People at the border: adults who use unrelated minors to evade immigration controls are more likely to be arrested and face criminal penalties, which can deter human trafficking and some forms of alien smuggling.
Unaccompanied or at-risk children: minors found traveling with unrelated adults are more likely to be identified and routed into ORR care and child-protection services instead of remaining with potentially exploitative adults.
DHS and border officers: officials gain a standardized verification process (documents, witnesses, DNA, interviews) to assess claimed family relationships at ports of entry and during processing, improving consistency of enforcement actions.
Immigrants seeking entry: the bill can force DNA testing (and treat refusal as grounds for inadmissibility), raising significant privacy, consent, and bodily‑autonomy concerns for adults at ports of entry.
Children and legitimate caregivers (including kinship and extended‑family arrangements): adults who are bona fide caregivers but lack specified documents, witnesses, or whose relationships fall outside second‑degree consanguinity risk being denied entry or separated from the child, disproportionately affecting immigrant and culturally diverse families.
Adults traveling with nonrelative minors and the minors themselves: the criminal penalties and broad definitions risk prosecuting or indirectly criminalizing legitimate humanitarian or caregiving travel, increasing chances of detention, family separation, and legal uncertainty.
Based on analysis of 3 sections of legislative text.
Requires adults entering with minors to prove kinship by documents/witness or HHS DNA test and creates a felony for knowingly using a nonrelative minor to enter the U.S.
Official title: Amend the Immigration and Nationality Act to require a DNA test to determine the familial relationship between an alien and an accompanying minor.
Introduced January 9, 2025 by Marsha Blackburn · Last progress January 9, 2025
Bars admission of any adult (18+) into the United States with a minor unless the adult proves a familial or legal guardianship relationship by documents and a witness or by an HHS-administered DNA test; refusal or failure can make the adult inadmissible and the child an unaccompanied alien child.

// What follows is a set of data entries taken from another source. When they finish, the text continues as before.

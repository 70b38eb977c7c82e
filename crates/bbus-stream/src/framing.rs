//! Frame-at-a-time IO over async byte streams.
//!
//! A frame is a 12-byte header followed by exactly `psize` payload bytes, so
//! no extra delimiting is needed. This module is generic over the transport
//! type - it works with any `AsyncRead`/`AsyncWrite` stream, including unix
//! sockets, their split halves, and in-memory duplex pipes in tests.

use std::io;
use std::time::Duration;

use bbus_wire::{Msg, MsgHdr, MAX_PAYLOAD, MSGHDR_SIZE};
use tokio::io::{AsyncRead, AsyncReadExt, AsyncWrite, AsyncWriteExt};

/// A framed connection.
pub struct FrameIo<S> {
    stream: S,
    /// Buffer for encoding outgoing frames to avoid reallocations.
    encode_buf: Vec<u8>,
}

impl<S> FrameIo<S> {
    pub fn new(stream: S) -> Self {
        Self {
            stream,
            encode_buf: Vec::with_capacity(256),
        }
    }

    pub fn stream_mut(&mut self) -> &mut S {
        &mut self.stream
    }

    pub fn into_inner(self) -> S {
        self.stream
    }
}

impl<S> FrameIo<S>
where
    S: AsyncWrite + Unpin,
{
    /// Send one frame. The header's `psize` must already describe the
    /// payload, which [`Msg::compose`] guarantees.
    pub async fn send(&mut self, msg: &Msg) -> io::Result<()> {
        debug_assert_eq!(msg.hdr.psize as usize, msg.payload.len());

        self.encode_buf.clear();
        self.encode_buf.extend_from_slice(&msg.hdr.to_bytes());
        self.encode_buf.extend_from_slice(&msg.payload);

        tracing::trace!(msgtype = msg.hdr.msgtype, psize = msg.hdr.psize, "frame out");
        self.stream.write_all(&self.encode_buf).await?;
        self.stream.flush().await
    }
}

impl<S> FrameIo<S>
where
    S: AsyncRead + Unpin,
{
    /// Receive one frame.
    ///
    /// Returns `Ok(None)` on a clean EOF at a frame boundary. EOF inside a
    /// frame, a bad magic, or a `psize` beyond the limit are errors.
    pub async fn recv(&mut self) -> io::Result<Option<Msg>> {
        let mut hdr_buf = [0u8; MSGHDR_SIZE];
        let mut filled = 0;
        while filled < MSGHDR_SIZE {
            let n = self.stream.read(&mut hdr_buf[filled..]).await?;
            if n == 0 {
                if filled == 0 {
                    return Ok(None);
                }
                return Err(io::Error::new(
                    io::ErrorKind::UnexpectedEof,
                    "connection closed mid-header",
                ));
            }
            filled += n;
        }

        let hdr = MsgHdr::from_bytes(&hdr_buf)
            .map_err(|e| io::Error::new(io::ErrorKind::InvalidData, e))?;
        let psize = hdr.psize as usize;
        if psize > MAX_PAYLOAD {
            return Err(io::Error::new(
                io::ErrorKind::InvalidData,
                format!("payload size {psize} exceeds the {MAX_PAYLOAD}-byte limit"),
            ));
        }

        let mut payload = vec![0u8; psize];
        self.stream.read_exact(&mut payload).await.map_err(|e| {
            if e.kind() == io::ErrorKind::UnexpectedEof {
                io::Error::new(io::ErrorKind::UnexpectedEof, "connection closed mid-frame")
            } else {
                e
            }
        })?;

        tracing::trace!(msgtype = hdr.msgtype, psize = hdr.psize, "frame in");
        Ok(Some(Msg { hdr, payload }))
    }

    /// Receive one frame with a deadline.
    ///
    /// `Ok(None)` means the timeout elapsed with no frame; a peer that
    /// closed the connection surfaces as `ConnectionAborted`.
    pub async fn recv_timeout(&mut self, timeout: Duration) -> io::Result<Option<Msg>> {
        match tokio::time::timeout(timeout, self.recv()).await {
            Ok(Ok(Some(msg))) => Ok(Some(msg)),
            Ok(Ok(None)) => Err(io::Error::new(
                io::ErrorKind::ConnectionAborted,
                "connection closed",
            )),
            Ok(Err(e)) => Err(e),
            Err(_elapsed) => Ok(None),
        }
    }
}

#[cfg(test)]
mod tests {
    use super::*;
    use bbus_wire::{ErrorCode, MsgType, Object, Value};
    use tokio::io::{duplex, AsyncWriteExt};

    fn sample_msg() -> Msg {
        let obj = Object::build("s", &[Value::Str("hello".into())]).unwrap();
        let hdr = MsgHdr::new(MsgType::MethodCall, ErrorCode::Good);
        Msg::compose(hdr, Some("bbus.bbusd.echo"), Some(&obj)).unwrap()
    }

    #[tokio::test]
    async fn send_recv_roundtrip() {
        let (left, right) = duplex(8192);
        let mut tx = FrameIo::new(left);
        let mut rx = FrameIo::new(right);

        let msg = sample_msg();
        tx.send(&msg).await.unwrap();
        let got = rx.recv().await.unwrap().expect("expected a frame");
        assert_eq!(got, msg);
        assert_eq!(got.meta(), Some("bbus.bbusd.echo"));
    }

    #[tokio::test]
    async fn clean_eof_returns_none() {
        let (left, right) = duplex(64);
        drop(left);
        let mut rx = FrameIo::new(right);
        assert!(rx.recv().await.unwrap().is_none());
    }

    #[tokio::test]
    async fn eof_mid_header_is_an_error() {
        let (mut left, right) = duplex(64);
        left.write_all(&[0xBB, 0xC5, 0x07]).await.unwrap();
        drop(left);

        let mut rx = FrameIo::new(right);
        let err = rx.recv().await.expect_err("partial header should fail");
        assert_eq!(err.kind(), io::ErrorKind::UnexpectedEof);
    }

    #[tokio::test]
    async fn eof_mid_payload_is_an_error() {
        let (mut left, right) = duplex(64);
        let mut hdr = MsgHdr::new(MsgType::MethodCall, ErrorCode::Good);
        hdr.set_psize(10);
        left.write_all(&hdr.to_bytes()).await.unwrap();
        left.write_all(&[1, 2, 3]).await.unwrap();
        drop(left);

        let mut rx = FrameIo::new(right);
        let err = rx.recv().await.expect_err("partial payload should fail");
        assert_eq!(err.kind(), io::ErrorKind::UnexpectedEof);
    }

    #[tokio::test]
    async fn bad_magic_is_rejected() {
        let (mut left, right) = duplex(64);
        let mut bytes = MsgHdr::new(MsgType::MethodCall, ErrorCode::Good).to_bytes();
        bytes[0] = 0x00;
        bytes[1] = 0x00;
        left.write_all(&bytes).await.unwrap();

        let mut rx = FrameIo::new(right);
        let err = rx.recv().await.expect_err("bad magic should fail");
        assert_eq!(err.kind(), io::ErrorKind::InvalidData);
        assert!(err.to_string().contains("magic"));
    }

    #[tokio::test]
    async fn oversized_psize_is_rejected() {
        let (mut left, right) = duplex(64);
        let mut hdr = MsgHdr::new(MsgType::MethodCall, ErrorCode::Good);
        hdr.psize = (MAX_PAYLOAD + 1) as u16;
        left.write_all(&hdr.to_bytes()).await.unwrap();

        let mut rx = FrameIo::new(right);
        let err = rx.recv().await.expect_err("oversized psize should fail");
        assert_eq!(err.kind(), io::ErrorKind::InvalidData);
    }

    #[tokio::test]
    async fn recv_timeout_elapses_to_none() {
        let (_left, right) = duplex(64);
        let mut rx = FrameIo::new(right);
        let got = rx.recv_timeout(Duration::from_millis(20)).await.unwrap();
        assert!(got.is_none());
    }

    #[tokio::test]
    async fn recv_timeout_reports_closed_peer() {
        let (left, right) = duplex(64);
        drop(left);
        let mut rx = FrameIo::new(right);
        let err = rx
            .recv_timeout(Duration::from_millis(20))
            .await
            .expect_err("closed peer should not look like a timeout");
        assert_eq!(err.kind(), io::ErrorKind::ConnectionAborted);
    }
}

Creates a new federal felony for knowingly using a nonrelative minor to enter the United States, carrying fines and up to 10 years imprisonment, and authorizes DHS to investigate, detain, and, where indicated, arrest adults who cannot prove a relationship or who are suspected of trafficking or smuggling. The bill adds these requirements and penalties to the Immigration and Nationality Act and to Title 18 of the U.S. Code, defines key terms (minor, recycling, relative), and directs DHS and HHS roles for evidence collection and DNA testing. It focuses on preventing human trafficking and misuse of children to obtain admission, while expanding enforcement and criminal liability for facilitators and adults who present minors at the border or ports of entry without close kinship or guardianship evidence.